Tomb Raider : A survivor is born, … not a masterpiece

De ce reboot de Tomb Raider il y a de quoi décevoir la plupart des fans de la série, ne serait-ce que pour les 4 énigmes qui balisent en tout et pour tout l’aventure – le jeu ressent même le besoin de nous donner des indications pour leur résolution. Avec la nouvelle direction de la série s’affirme une volonté de s’inscrire dans les nouveaux codes du jeu d’aventure : QTE à go-go, scène spectaculaire etc. qui muselle le propos au personnage de Lara.
D’une manière générale, le titre souffre du même défaut que la plupart des réalisations du genre (Far Cry 3 en première ligne) : une schizophrénie frappante. Le traitement du personnage de Lara Croft, à cet égard, souffre d’une contradiction interne assez gênante : le motto du jeu (A survivor is born) semble orienter tous les choix scénaristiques vers une outrance de la violence qui égarent souvent le propos, tandis que parallèle se ressent comme un besoin de punir l’ancienne Lara – comme si littéralement, une femme ne pouvait dépasser un homme qu’en passant à deux doigts d’un viol.
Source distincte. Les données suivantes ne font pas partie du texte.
//! Vote model - one preference cast during open voting

use chrono::{DateTime, Utc};
use serde::{Deserialize, Serialize};
use uuid::Uuid;

/// A single (voter, category, value) vote
///
/// Voters may cast several votes in the same category; every one counts.
#[derive(Debug, Clone, PartialEq, Serialize, Deserialize)]
pub struct Vote {
    pub id: Uuid,
    pub event_id: Uuid,
    pub voter_id: Uuid,
    pub voter_name: String,
    pub category: String,
    pub value: String,
    pub created_at: DateTime<Utc>,
}

impl Vote {
    pub fn new(
        event_id: Uuid,
        voter_id: Uuid,
        voter_name: String,
        category: String,
        value: String,
    ) -> Self {
        Self {
            id: Uuid::new_v4(),
            event_id,
            voter_id,
            voter_name,
            category,
            value,
            created_at: Utc::now(),
        }
    }
}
De ce jeu qui ne sait pas trop comment aborder le sujet de l’héroïne féminine, reste tout de même cette affection pour le personnage, qui s’il ne cherche presque pas à raccorder ce reboot au reste de la série, n’en reste pas moins tributaire. A l’inverse de DmC qui réinventait son univers pour en faire naître un nouveau propos, Tomb Raider a ceci de maniériste qu’il semble incapable de se détacher de son exemple, et à cet égard, ne semble pas trouver d’autre façon de l’aborder qu’en lui faisant violence.